Sebbene l'incidenza della neoplasia gastrica avanzata HER2 positiva sembri essere nel setting di real-life inferiore a quella riportata nello studio TOGA (22%), stabilito il valore del trattamento di seconda linea (chemioterapia + ramucirumab o sola chemioterapia) rimane incerto se sia efficace e cost-effective il proseguire l'inibizione di HER oltre la prima linea.

I dati preclinici e l'esperienza nella neoplasia mammaria acquisita con gli studi EMILIA e TH3RESA sostenevano l'ipotesi che ha portato al disegno dello studio Gatsby, un trial randomizato che ha testato il coniugato tra trastuzumab e emtansina (TDM-1) nella patologia gastrica avanzata HER2 positiva.

Lo studio è stato concepito con un disegno adattativo (piuttosto complesso), una fase 2/3 open-label, che prevedeva un iniziale parallelo tra due dosi di TDM-1 (2.4 mg/Kg settimanale ovvero 3.6 mg/Kg ogni 21 gg) e una successiva specifica fase 3 di confronto tra la dose scelta e il trattamento standard con taxano (in questo caso, lasciato alla scelta dell'investigatore la possibilità di optare per docetaxel 75 mg/mq trisettimanale ovvero taxolo 80 mg/mq settimanale). I fattori di stratificazione previsti erano la regione geografica di provenienza del paziente, la precedente terapia con HER2 inibitore e la pregressa gastrectomia.

Endpoint primario dello studio era la sopravvivenza overall nella popolazione intention-to-treat, seguito da una serie di endpoint secondari.

Interessanti soprattutto gli endpoint esploratori che includevano l'analisi della amplificazione genica di HER2, quantificazione di mRNA e espressione proteica di HER2 e HER3, analisi mutazionali di PI3KCA, PTEN e cMET.

Lo studio, nel complesso, ha incluso 182 pazienti nella prima parte (tre bracci di trattamento con due differenti schedule possibili per il TDM-1) e altri 233 pazienti nella seconda parte (153 trattati con TDM-1 settimanale vs 80 pazienti trattati con taxano standard). Al momento del data cut-off, il follow-up mediano dei pazienti trattati era superiore a 15 mesi.

La popolazione di confronto finale era quindi composta da 117 pazienti trattati con taxano vs 228 pazienti trattati con TDM-1 (2.4 mg/Kg settimanali).

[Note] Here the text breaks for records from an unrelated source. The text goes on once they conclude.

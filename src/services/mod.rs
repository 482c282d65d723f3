//! 业务逻辑层
//!
//! 每个领域一个服务结构体，具体操作放在同名子模块中。
//! 服务只依赖注入进来的 [`ServiceContext`]，不读取全局状态。

pub mod assignments;
pub mod grades;
pub mod reports;
pub mod submissions;

pub use assignments::AssignmentService;
pub use grades::GradeService;
pub use reports::ReportService;
pub use submissions::SubmissionService;

use std::sync::Arc;

use tracing::warn;

use crate::access::{AccessDecision, AccessGate, AccessTarget, Actor, Operation};
use crate::errors::{GradebookError, Result};
use crate::events::EventDispatcher;
use crate::storage::Storage;
use crate::utils::Clock;

/// 服务共享的依赖
#[derive(Clone)]
pub struct ServiceContext {
    pub storage: Arc<dyn Storage>,
    pub gate: Arc<dyn AccessGate>,
    pub clock: Arc<dyn Clock>,
    pub events: EventDispatcher,
}

impl ServiceContext {
    pub fn new(
        storage: Arc<dyn Storage>,
        gate: Arc<dyn AccessGate>,
        clock: Arc<dyn Clock>,
        events: EventDispatcher,
    ) -> Self {
        Self {
            storage,
            gate,
            clock,
            events,
        }
    }

    /// 通过访问检查，拒绝时用 `on_deny` 构造对应的错误
    pub(crate) async fn authorize(
        &self,
        actor: &Actor,
        operation: Operation,
        target: AccessTarget,
        on_deny: fn(String) -> GradebookError,
    ) -> Result<()> {
        match self.gate.check(actor, operation, target).await? {
            AccessDecision::Allow => Ok(()),
            AccessDecision::Deny(reason) => {
                warn!(
                    actor_id = actor.id,
                    role = %actor.role,
                    operation = ?operation,
                    class_id = target.class_id(),
                    %reason,
                    "访问被拒绝"
                );
                Err(on_deny(format!("无权执行该操作: {reason}")))
            }
        }
    }
}
pub mod assignments;

pub mod classes;

pub mod notifications;

pub mod reports;

pub mod submissions;

pub use assignments::configure_assignments_routes;
pub use classes::configure_classes_routes;
pub use notifications::configure_notifications_routes;
pub use submissions::configure_submissions_routes;

use actix_web::web;

// 注册全部 API 路由
pub fn configure_routes(cfg: &mut web::ServiceConfig) {
    cfg.configure(configure_assignments_routes)
        .configure(configure_submissions_routes)
        .configure(configure_classes_routes)
        .configure(configure_notifications_routes);
}

#[cfg(test)]
mod tests;
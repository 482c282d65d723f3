use std::cmp::Ordering;

use serde::{Deserialize, Serialize};
use ts_rs::TS;

use super::{DEFAULT_SCALE, letter_grade, percentage, round2};

/// 加权成绩的一项
#[derive(Debug, Clone, Copy, PartialEq)]
pub struct WeightedItem {
    pub points: f64,
    pub total: f64,
    pub weight: f64,
}

impl WeightedItem {
    /// 权重默认为 1
    pub fn new(points: f64, total: f64) -> Self {
        Self {
            points,
            total,
            weight: 1.0,
        }
    }

    pub fn with_weight(mut self, weight: f64) -> Self {
        self.weight = weight;
        self
    }
}

/// Σ(百分比 × 权重) / Σ(权重)，空列表或总权重为 0 时返回 0
pub fn weighted_grade(items: &[WeightedItem]) -> f64 {
    let total_weight: f64 = items.iter().map(|i| i.weight).sum();
    if items.is_empty() || total_weight == 0.0 {
        return 0.0;
    }
    let weighted: f64 = items
        .iter()
        .map(|i| percentage(i.points, i.total) * i.weight)
        .sum();
    weighted / total_weight
}

#[derive(Debug, Clone, Default, PartialEq, Serialize, Deserialize, TS)]
#[ts(export, export_to = "../frontend/src/types/generated/report.ts")]
pub struct DescriptiveStats {
    pub count: usize,
    pub mean: f64,
    pub median: f64,
    pub mode: f64,
    /// 总体标准差（除以 N）
    pub std_dev: f64,
    pub min: f64,
    pub max: f64,
}

/// 描述统计，空输入返回全零
pub fn descriptive_stats(values: &[f64]) -> DescriptiveStats {
    if values.is_empty() {
        return DescriptiveStats::default();
    }

    let n = values.len() as f64;
    let mean = values.iter().sum::<f64>() / n;
    let variance = values.iter().map(|v| (v - mean).powi(2)).sum::<f64>() / n;

    let mut sorted = values.to_vec();
    sorted.sort_by(|a, b| a.partial_cmp(b).unwrap_or(Ordering::Equal));
    let mid = sorted.len() / 2;
    let median = if sorted.len() % 2 == 1 {
        sorted[mid]
    } else {
        (sorted[mid - 1] + sorted[mid]) / 2.0
    };

    DescriptiveStats {
        count: values.len(),
        mean: round2(mean),
        median: round2(median),
        mode: round2(mode(values)),
        std_dev: round2(variance.sqrt()),
        min: sorted[0],
        max: sorted[sorted.len() - 1],
    }
}

// 频次最高者；并列时取输入中最先出现的值
fn mode(values: &[f64]) -> f64 {
    let mut counts: Vec<(f64, usize)> = Vec::new();
    for &v in values {
        match counts.iter_mut().find(|(seen, _)| *seen == v) {
            Some((_, c)) => *c += 1,
            None => counts.push((v, 1)),
        }
    }

    let mut best = counts[0];
    for &(v, c) in &counts[1..] {
        if c > best.1 {
            best = (v, c);
        }
    }
    best.0
}

#[derive(Debug, Clone, PartialEq, Serialize, Deserialize, TS)]
#[ts(export, export_to = "../frontend/src/types/generated/report.ts")]
pub struct DistributionBucket {
    pub letter: String,
    pub count: usize,
    /// 占总数的百分比（两位小数）
    pub percentage: f64,
}

/// 等级分布，标准等级表中的每个等级都会出现
pub fn grade_distribution(values: &[f64]) -> Vec<DistributionBucket> {
    let mut counts = [0usize; DEFAULT_SCALE.len()];
    for &v in values {
        let letter = letter_grade(v);
        if let Some(idx) = DEFAULT_SCALE.iter().position(|(l, _)| *l == letter) {
            counts[idx] += 1;
        }
    }

    let total = values.len() as f64;
    DEFAULT_SCALE
        .iter()
        .zip(counts)
        .map(|((letter, _), count)| DistributionBucket {
            letter: (*letter).to_string(),
            count,
            percentage: round2(percentage(count as f64, total)),
        })
        .collect()
}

Lo studio è chiaramente negativo: la OS mediana era di 8.6 mesi nel braccio standard vs 7.9 mesi in quello sperimentale (HR 1.15, p 0.86, nessuna differenza statisticamente significativa); non vi erano differenze in risposta (tasso di risposta obiettiva del 19.6% nel braccio standard vs 20.6% in quello sperimentale) e nemmeno il Forest Plot per gli HR in sopravvivenza definiti secondo le caratteristiche basali dei pazienti inclusi dimostrava alcuna differenza di rilievo. Come atteso, il profilo di tossicità dei due bracci di trattamento era differente.

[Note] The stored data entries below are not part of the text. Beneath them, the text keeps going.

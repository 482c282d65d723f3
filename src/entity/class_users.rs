//! 班级用户关联实体（选课记录）

use sea_orm::entity::prelude::*;

#[derive(Clone, Debug, PartialEq, DeriveEntityModel)]
#[sea_orm(table_name = "class_users")]
pub struct Model {
    #[sea_orm(primary_key)]
    pub id: i64,
    pub class_id: i64,
    pub user_id: i64,
    pub role: String,
    pub status: String,
    pub profile_name: Option<String>,
    pub joined_at: i64,
    pub updated_at: i64,
}

#[derive(Copy, Clone, Debug, EnumIter, DeriveRelation)]
pub enum Relation {
    #[sea_orm(
        belongs_to = "super::classes::Entity",
        from = "Column::ClassId",
        to = "super::classes::Column::Id"
    )]
    Class,
    #[sea_orm(
        belongs_to = "super::users::Entity",
        from = "Column::UserId",
        to = "super::users::Column::Id"
    )]
    User,
}

impl Related<super::classes::Entity> for Entity {
    fn to() -> RelationDef {
        Relation::Class.def()
    }
}

impl Related<super::users::Entity> for Entity {
    fn to() -> RelationDef {
        Relation::User.def()
    }
}

impl ActiveModelBehavior for ActiveModel {}

// 从数据库模型转换为业务模型
impl Model {
    pub fn into_class_user(self) -> crate::models::class_users::ClassUser {
        use crate::models::class_users::{ClassUser, ClassUserRole, EnrollmentStatus};
        use chrono::{DateTime, Utc};

        ClassUser {
            id: self.id,
            class_id: self.class_id,
            user_id: self.user_id,
            profile_name: self.profile_name,
            role: self
                .role
                .parse::<ClassUserRole>()
                .unwrap_or(ClassUserRole::Student),
            status: self
                .status
                .parse::<EnrollmentStatus>()
                .unwrap_or(EnrollmentStatus::Inactive),
            updated_at: DateTime::<Utc>::from_timestamp(self.updated_at, 0).unwrap_or_default(),
            joined_at: DateTime::<Utc>::from_timestamp(self.joined_at, 0).unwrap_or_default(),
        }
    }
}
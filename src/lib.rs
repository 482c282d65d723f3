//! Gradebook - 作业提交与成绩对账服务
//!
//! 基于 Actix Web 与 SeaORM 构建：教师布置作业，学生在截止前提交，
//! 教师评分后可按作业生成提交对账报告，并计算学生的加权总评。
//!
//! # 架构
//! - `access`: 班级成员关系驱动的访问检查
//! - `config`: 配置管理
//! - `entity`: SeaORM 数据库实体
//! - `errors`: 统一错误处理
//! - `events`: 通知与审计事件的异步分发
//! - `grade_math`: 等级换算与成绩统计
//! - `middlewares`: 认证中间件
//! - `models`: 数据模型定义
//! - `routes`: API 路由层
//! - `runtime`: 运行时生命周期管理
//! - `services`: 业务逻辑层
//! - `storage`: 数据存储层（SeaORM）
//! - `utils`: 工具函数

pub mod access;
pub mod config;
pub mod entity;
pub mod errors;
pub mod events;
pub mod grade_math;
pub mod middlewares;
pub mod models;
pub mod routes;
pub mod runtime;
pub mod services;
pub mod storage;
pub mod utils;

#[cfg(test)]
pub(crate) mod test_support;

L'uso di TDM-1 in seconda linea non ha portato alcun vantaggio ai pazienti con carcinoma gastrico avanzato HER2 positivo.

Rioconosciuto il dato, il quesito più interessante è ora capire per quale motivo. Ma su questa la ricerca italiana sta alacremente lavorando.

Le ipotesi in effetti sono molte: l'impossibilità del trattamento antiblastico di colpire cloni eterogenei, l'insorgenza di nuovi eventi mutazionali quali amplificazioni di MET o di FGFR3 (Piro G, et al. Clin Cancer Res 2016), la presenza di mutazioni di KRAS o di PI3KCA, livelli di espressioni di HER2 differenti rispetto alla prima linea ovvero la perdita di espressione/amplificazione di HER2 al momento della progressione. Quest'ultima spiegazione pare essere al momento la più convincente (Pietrantonio F, et al. Int J Cancer 2016; Studio GASTHER presentato all'ASCO GI 2017), ma siamo work-in-progress.